Learners were found to be unsatisfied with Blended learning pedagogy
Education is no longer just about putting pen to paper and memorizing facts. Today, innovative educators in higher education are improving learning through technology, as evidenced by the rapid adoption of technology-assisted teaching methods and blended learning (BL) models.
Blended learning integrates technology and digital media with traditional instructor-led classroom activities, giving students more flexibility to customize their learning experiences.
Although Blended learning has existed in Makerere University since 1991 in the Department of Open and Distance learning, this mode of teaching only recently became common place owing to the Covid-19 pandemic.

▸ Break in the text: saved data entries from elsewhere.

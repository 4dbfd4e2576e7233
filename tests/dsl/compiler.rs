//! Copyright © 2025-2026 Wenze Wei. All Rights Reserved.
//!
//! This file is part of Zi.
//! The Zi project belongs to the Dunimd Team.
//!
//! Licensed under the Apache License, Version 2.0 (the "License");
//! You may not use this file except in compliance with the License.
//! You may obtain a copy of the License at
//!
//!     http://www.apache.org/licenses/LICENSE-2.0
//!
//! Unless required by applicable law or agreed to in writing, software
//! distributed under the License is distributed on an "AS IS" BASIS,
//! WITHOUT WARRANTIES OR CONDITIONS OF ANY KIND, either express or implied.
//! See the License for the specific language governing permissions and
//! limitations under the License.


use zi_wrangle::config::ZiEngineConfig;
use zi_wrangle::dsl::{ZiFragmentKind, ZiRecipeCompiler, ZiRecipeParser};
use zi_wrangle::errors::ZiError;
use zi_wrangle::lineage::ZiRelationKind;
use zi_wrangle::registry::ZiDirectiveRegistry;

fn compile(source: &str) -> zi_wrangle::Result<zi_wrangle::ZiRecipe> {
    let registry = ZiDirectiveRegistry::with_defaults();
    let config = ZiEngineConfig::default();
    ZiRecipeCompiler::new(&registry, &config).compile(source)
}

#[test]
fn test_statements_compile_in_source_order() {
    let source = "\
flatten :items
aggregate-stats :size :time :total_mb :total_s size_unit:MB time_unit:s time_mode:total
text-metric levenshtein :a :b :score
parse-as-log :line combined";
    let recipe = compile(source).unwrap();

    assert_eq!(
        recipe.directive_names(),
        vec!["flatten", "aggregate-stats", "text-metric", "parse-as-log"]
    );
    let lineage: Vec<&str> = recipe
        .lineage()
        .entries()
        .iter()
        .map(|entry| entry.directive.as_str())
        .collect();
    assert_eq!(lineage, recipe.directive_names());
    assert!(recipe.lineage().readable()[0].contains("'items'"));
}

#[test]
fn test_malformed_recipe_yields_no_directives() {
    let err = compile("flatten :a\naggregate-stats :size\ntext-metric cosine :a :b :c\nwhat :x").unwrap_err();

    let errors = err.syntax_errors();
    assert!(matches!(err, ZiError::Compile { .. }));
    assert_eq!(errors.len(), 2);
    assert_eq!(errors[0].line, 2);
    assert_eq!(errors[1].line, 4);
    assert_eq!(errors[1].start_column, 0);
    assert_eq!(errors[1].text, "what");
}

#[test]
fn test_enumerated_option_lists_supported_values() {
    let err = compile("aggregate-stats :s :t :a :b size_unit:XB").unwrap_err();
    let message = &err.syntax_errors()[0].message;
    assert!(message.contains("supported values are {BYTES, KB, MB, GB, TB, PB}"), "{message}");
}

#[test]
fn test_options_are_case_insensitive() {
    assert!(compile("aggregate-stats :s :t :a :b size_unit:mb time_unit:Seconds time_mode:Average").is_ok());
}

#[test]
fn test_unknown_option_key_is_rejected() {
    let err = compile("aggregate-stats :s :t :a :b colour:red").unwrap_err();
    assert_eq!(err.syntax_errors().len(), 1);
}

#[test]
fn test_unparsable_literal_aborts_parse() {
    let err = ZiRecipeParser::new().parse("flatten :a\nflatten 99999999999999999999P").unwrap_err();
    assert!(matches!(err, ZiError::Compile { .. }));
    assert_eq!(err.syntax_errors()[0].line, 2);
}

#[test]
fn test_fragments_carry_spans() {
    let parsed = ZiRecipeParser::new().parse("parse-as-log :line '%h %b'").unwrap();
    assert!(parsed.is_ok());
    let statement = &parsed.statements[0];

    assert_eq!(statement.directive, "parse-as-log");
    assert!(matches!(statement.fragments[0].kind, ZiFragmentKind::Column(_)));
    assert_eq!(statement.fragments[0].span.start, 13);
    assert!(matches!(statement.fragments[1].kind, ZiFragmentKind::Quoted(_)));
    assert_eq!(statement.fragments[1].content(), "%h %b");
}

#[test]
fn test_column_lists_feed_flatten() {
    for source in ["flatten :a,:b", "flatten :a :b"] {
        let recipe = compile(source).unwrap();
        let mutation = &recipe.lineage().entries()[0].mutation;
        assert_eq!(mutation.relations[0].kind, ZiRelationKind::All);
        assert_eq!(mutation.sources(), vec!["a", "b"]);
    }
}

#[test]
fn test_aliases_and_exclusions_from_config() {
    let registry = ZiDirectiveRegistry::with_defaults();
    let config = ZiEngineConfig::default()
        .with_alias("explode", "flatten")
        .with_excluded("text-metric");
    let compiler = ZiRecipeCompiler::new(&registry, &config);

    assert_eq!(compiler.compile("explode :a").unwrap().directive_names(), vec!["flatten"]);
    let err = compiler.compile("text-metric cosine :a :b :c").unwrap_err();
    assert!(err.syntax_errors()[0].message.contains("excluded"));
}

#[test]
fn test_bad_log_format_is_a_compile_error() {
    let err = compile("parse-as-log :line '%h %Z'").unwrap_err();
    assert!(err.syntax_errors()[0].message.contains("%Z"));
}

#[test]
fn test_compile_file() {
    let dir = tempfile::tempdir().unwrap();
    let path = dir.path().join("recipe.txt");
    std::fs::write(&path, "flatten :a\nflatten :b\n").unwrap();

    let registry = ZiDirectiveRegistry::with_defaults();
    let config = ZiEngineConfig::default();
    let recipe = ZiRecipeCompiler::new(&registry, &config).compile_file(&path).unwrap();
    assert_eq!(recipe.len(), 2);
}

Following the Covid-19 lockdown, which resulted in the closure of the education sector, Makerere University was forced to adopt emergency Online and Distance e-learning (ODeL). The university since 2019 has adopted blended learning across all disciplines in the university.
The power of blended learning methods, however, lies in their ability to improve the student experience. It is against this background that a team of researchers set out to evaluate blended learning at Makerere University. Led by Arthur Mugisha, the Principal Investigator, the team set out to study how students understood the blended learning pedagogy, how they used BL during the pandemic, how respondents found BL, peer’s opinions on BL excitement and how BL could be made more exciting.
The study conducted for from December 2021 until July 2022 showed that 66% of the students/ respondents claimed to have a clear understanding of BL pedagogy to be a mixture of face to face and online modes of teaching and learning.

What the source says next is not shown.